impl CatalogClient {
    /// Create a new catalog client.
    pub fn new(
        base_url: impl Into<String>,
        credentials: Credentials,
        timeout: Duration,
    ) -> Result<Self> {
        let mut headers = header::HeaderMap::new();
        headers.insert(
            CLIENT_ID_HEADER,
            header::HeaderValue::from_str(&credentials.client_id)
                .context("Client identifier is not a valid header value")?,
        );

        let http = Client::builder()
            .timeout(timeout)
            .default_headers(headers)
            .build()
            .context("Failed to create HTTP client")?;

        Ok(Self {
            http,
            base_url: base_url.into(),
            credentials,
        })
    }

    /// The credentials this client holds.
    pub fn credentials(&self) -> &Credentials {
        &self.credentials
    }

    /// Search the catalog by name.
    ///
    /// Returns the matching records in the order the service ranks them.
    pub async fn search(
        &self,
        query: &str,
        limit: &str,
        offset: &str,
    ) -> Result<Vec<AnimeRecord>, CatalogError> {
        require_numeric("limit", limit)?;
        require_numeric("offset", offset)?;

        let url = format!("{}/anime", self.base_url);
        let params = vec![
            ("q", query.to_string()),
            ("limit", cap_limit(limit)),
            ("offset", offset.to_string()),
        ];

        debug!(query, "searching catalog");
        let body = self.send_request(&url, &params).await?;
        let page: Page<SearchEntry> = serde_json::from_str(&body).map_err(CatalogError::Decode)?;
        Ok(page.data.into_iter().map(|entry| entry.node).collect())
    }

    /// Fetch a single catalog entry by id.
    ///
    /// With `fields` unset (or empty) the lookup asks for the default
    /// field set.
    pub async fn anime_by_id(
        &self,
        id: &str,
        fields: Option<&str>,
    ) -> Result<AnimeRecord, CatalogError> {
        require_numeric("anime_id", id)?;

        let fields = match fields {
            Some(f) if !f.is_empty() => f,
            _ => DEFAULT_ANIME_FIELDS,
        };

        let url = format!("{}/anime/{}", self.base_url, id);
        let params = vec![("fields", fields.to_string())];

        debug!(id, "fetching catalog entry");
        let body = self.send_request(&url, &params).await?;
        serde_json::from_str(&body).map_err(CatalogError::Decode)
    }

    /// Fetch a ranking board, with each record's rank folded in.
    pub async fn ranking(
        &self,
        kind: RankingKind,
        limit: &str,
        offset: &str,
    ) -> Result<Vec<RankedAnime>, CatalogError> {
        require_numeric("limit", limit)?;
        require_numeric("offset", offset)?;

        let url = format!("{}/anime/ranking", self.base_url);
        let params = vec![
            ("ranking_type", kind.as_str().to_string()),
            ("limit", cap_limit(limit)),
            ("offset", offset.to_string()),
        ];

        debug!(kind = %kind, "fetching ranking");
        let body = self.send_request(&url, &params).await?;
        let page: Page<RankingEntry> = serde_json::from_str(&body).map_err(CatalogError::Decode)?;
        Ok(page
            .data
            .into_iter()
            .map(|entry| RankedAnime {
                rank: entry.ranking.rank,
                anime: entry.node,
            })
            .collect())
    }

    /// Fetch one season's shows.
    pub async fn seasonal(
        &self,
        year: &str,
        season: Season,
        sort: SeasonSort,
        limit: &str,
        offset: &str,
    ) -> Result<Vec<AnimeRecord>, CatalogError> {
        require_numeric("year", year)?;
        require_numeric("limit", limit)?;
        require_numeric("offset", offset)?;

        let url = format!("{}/anime/season/{}/{}", self.base_url, year, season.as_str());
        let params = vec![
            ("sort", sort.as_str().to_string()),
            ("limit", cap_limit(limit)),
            ("offset", offset.to_string()),
        ];

        debug!(year, season = %season, "fetching seasonal listing");
        let body = self.send_request(&url, &params).await?;
        let page: Page<SearchEntry> = serde_json::from_str(&body).map_err(CatalogError::Decode)?;
        Ok(page.data.into_iter().map(|entry| entry.node).collect())
    }

    /// Fetch a user's anime list, with each record's list status folded in.
    ///
    /// `status: None` leaves the list unfiltered.
    pub async fn user_list(
        &self,
        user: &str,
        status: Option<WatchStatus>,
        sort: ListSort,
        limit: &str,
        offset: &str,
    ) -> Result<Vec<ListedAnime>, CatalogError> {
        require_numeric("limit", limit)?;
        require_numeric("offset", offset)?;

        let url = format!("{}/users/{}/animelist", self.base_url, user);
        let params = vec![
            ("fields", "list_status".to_string()),
            (
                "status",
                status.map(|s| s.as_str().to_string()).unwrap_or_default(),
            ),
            ("sort", sort.as_str().to_string()),
            ("limit", cap_limit(limit)),
            ("offset", offset.to_string()),
        ];

        debug!(user, "fetching user list");
        let body = self.send_request(&url, &params).await?;
        let page: Page<ListEntry> = serde_json::from_str(&body).map_err(CatalogError::Decode)?;
        Ok(page
            .data
            .into_iter()
            .map(|entry| ListedAnime {
                anime: entry.node,
                score: entry.list_status.score,
                status: entry.list_status.status,
                updated_at: entry.list_status.updated_at,
            })
            .collect())
    }

    /// Issue one GET and fold every expected failure into `CatalogError`.
    ///
    /// Returns the raw body on a 200 so each operation can decode its own
    /// envelope shape.
    async fn send_request(
        &self,
        url: &str,
        params: &[(&'static str, String)],
    ) -> Result<String, CatalogError> {
        let response = match self.http.get(url).query(params).send().await {
            Ok(response) => response,
            Err(e) => {
                warn!(url, error = %e, params = ?params, "catalog request could not be sent");
                return Err(CatalogError::Transport(e));
            }
        };

        let status = response.status();
        let body = match response.text().await {
            Ok(body) => body,
            Err(e) => {
                warn!(url, error = %e, "catalog response body could not be read");
                return Err(CatalogError::Transport(e));
            }
        };

        if status != StatusCode::OK {
            // The error body is usually {"error": ..., "message": ...} but
            // nothing guarantees it, so fall back to the raw text
            let parsed: ApiErrorBody = serde_json::from_str(&body).unwrap_or_default();
            let message = parsed.error.or(parsed.message).unwrap_or(body);

            warn!(
                status = status.as_u16(),
                message = %message,
                url,
                params = ?params,
                "catalog request rejected"
            );
            return Err(CatalogError::Rejected {
                status: status.as_u16(),
                message,
                url: url.to_string(),
            });
        }

        Ok(body)
    }
}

★ ★ ★

WHAT IS BEING ASKED: The records need to be set down again without a single difference.

OUTPUT FOR THIS EXERCISE:
impl CatalogClient {
    /// Create a new catalog client.
    pub fn new(
        base_url: impl Into<String>,
        credentials: Credentials,
        timeout: Duration,
    ) -> Result<Self> {
        let mut headers = header::HeaderMap::new();
        headers.insert(
            CLIENT_ID_HEADER,
            header::HeaderValue::from_str(&credentials.client_id)
                .context("Client identifier is not a valid header value")?,
        );

        let http = Client::builder()
            .timeout(timeout)
            .default_headers(headers)
            .build()
            .context("Failed to create HTTP client")?;

        Ok(Self {
            http,
            base_url: base_url.into(),
            credentials,
        })
    }

    /// The credentials this client holds.
    pub fn credentials(&self) -> &Credentials {
        &self.credentials
    }

    /// Search the catalog by name.
    ///
    /// Returns the matching records in the order the service ranks them.
    pub async fn search(
        &self,
        query: &str,
        limit: &str,
        offset: &str,
    ) -> Result<Vec<AnimeRecord>, CatalogError> {
        require_numeric("limit", limit)?;
        require_numeric("offset", offset)?;

        let url = format!("{}/anime", self.base_url);
        let params = vec![
            ("q", query.to_string()),
            ("limit", cap_limit(limit)),
            ("offset", offset.to_string()),
        ];

        debug!(query, "searching catalog");
        let body = self.send_request(&url, &params).await?;
        let page: Page<SearchEntry> = serde_json::from_str(&body).map_err(CatalogError::Decode)?;
        Ok(page.data.into_iter().map(|entry| entry.node).collect())
    }

    /// Fetch a single catalog entry by id.
    ///
    /// With `fields` unset (or empty) the lookup asks for the default
    /// field set.
    pub async fn anime_by_id(
        &self,
        id: &str,
        fields: Option<&str>,
    ) -> Result<AnimeRecord, CatalogError> {
        require_numeric("anime_id", id)?;

        let fields = match fields {
            Some(f) if !f.is_empty() => f,
            _ => DEFAULT_ANIME_FIELDS,
        };

        let url = format!("{}/anime/{}", self.base_url, id);
        let params = vec![("fields", fields.to_string())];

        debug!(id, "fetching catalog entry");
        let body = self.send_request(&url, &params).await?;
        serde_json::from_str(&body).map_err(CatalogError::Decode)
    }

    /// Fetch a ranking board, with each record's rank folded in.
    pub async fn ranking(
        &self,
        kind: RankingKind,
        limit: &str,
        offset: &str,
    ) -> Result<Vec<RankedAnime>, CatalogError> {
        require_numeric("limit", limit)?;
        require_numeric("offset", offset)?;

        let url = format!("{}/anime/ranking", self.base_url);
        let params = vec![
            ("ranking_type", kind.as_str().to_string()),
            ("limit", cap_limit(limit)),
            ("offset", offset.to_string()),
        ];

        debug!(kind = %kind, "fetching ranking");
        let body = self.send_request(&url, &params).await?;
        let page: Page<RankingEntry> = serde_json::from_str(&body).map_err(CatalogError::Decode)?;
        Ok(page
            .data
            .into_iter()
            .map(|entry| RankedAnime {
                rank: entry.ranking.rank,
                anime: entry.node,
            })
            .collect())
    }

    /// Fetch one season's shows.
    pub async fn seasonal(
        &self,
        year: &str,
        season: Season,
        sort: SeasonSort,
        limit: &str,
        offset: &str,
    ) -> Result<Vec<AnimeRecord>, CatalogError> {
        require_numeric("year", year)?;
        require_numeric("limit", limit)?;
        require_numeric("offset", offset)?;

        let url = format!("{}/anime/season/{}/{}", self.base_url, year, season.as_str());
        let params = vec![
            ("sort", sort.as_str().to_string()),
            ("limit", cap_limit(limit)),
            ("offset", offset.to_string()),
        ];

        debug!(year, season = %season, "fetching seasonal listing");
        let body = self.send_request(&url, &params).await?;
        let page: Page<SearchEntry> = serde_json::from_str(&body).map_err(CatalogError::Decode)?;
        Ok(page.data.into_iter().map(|entry| entry.node).collect())
    }

    /// Fetch a user's anime list, with each record's list status folded in.
    ///
    /// `status: None` leaves the list unfiltered.
    pub async fn user_list(
        &self,
        user: &str,
        status: Option<WatchStatus>,
        sort: ListSort,
        limit: &str,
        offset: &str,
    ) -> Result<Vec<ListedAnime>, CatalogError> {
        require_numeric("limit", limit)?;
        require_numeric("offset", offset)?;

        let url = format!("{}/users/{}/animelist", self.base_url, user);
        let params = vec![
            ("fields", "list_status".to_string()),
            (
                "status",
                status.map(|s| s.as_str().to_string()).unwrap_or_default(),
            ),
            ("sort", sort.as_str().to_string()),
            ("limit", cap_limit(limit)),
            ("offset", offset.to_string()),
        ];

        debug!(user, "fetching user list");
        let body = self.send_request(&url, &params).await?;
        let page: Page<ListEntry> = serde_json::from_str(&body).map_err(CatalogError::Decode)?;
        Ok(page
            .data
            .into_iter()
            .map(|entry| ListedAnime {
                anime: entry.node,
                score: entry.list_status.score,
                status: entry.list_status.status,
                updated_at: entry.list_status.updated_at,
            })
            .collect())
    }

    /// Issue one GET and fold every expected failure into `CatalogError`.
    ///
    /// Returns the raw body on a 200 so each operation can decode its own
    /// envelope shape.
    async fn send_request(
        &self,
        url: &str,
        params: &[(&'static str, String)],
    ) -> Result<String, CatalogError> {
        let response = match self.http.get(url).query(params).send().await {
            Ok(response) => response,
            Err(e) => {
                warn!(url, error = %e, params = ?params, "catalog request could not be sent");
                return Err(CatalogError::Transport(e));
            }
        };

        let status = response.status();
        let body = match response.text().await {
            Ok(body) => body,
            Err(e) => {
                warn!(url, error = %e, "catalog response body could not be read");
                return Err(CatalogError::Transport(e));
            }
        };

        if status != StatusCode::OK {
            // The error body is usually {"error": ..., "message": ...} but
            // nothing guarantees it, so fall back to the raw text
            let parsed: ApiErrorBody = serde_json::from_str(&body).unwrap_or_default();
            let message = parsed.error.or(parsed.message).unwrap_or(body);

            warn!(
                status = status.as_u16(),
                message = %message,
                url,
                params = ?params,
                "catalog request rejected"
            );
            return Err(CatalogError::Rejected {
                status: status.as_u16(),
                message,
                url: url.to_string(),
            });
        }

        Ok(body)
    }
}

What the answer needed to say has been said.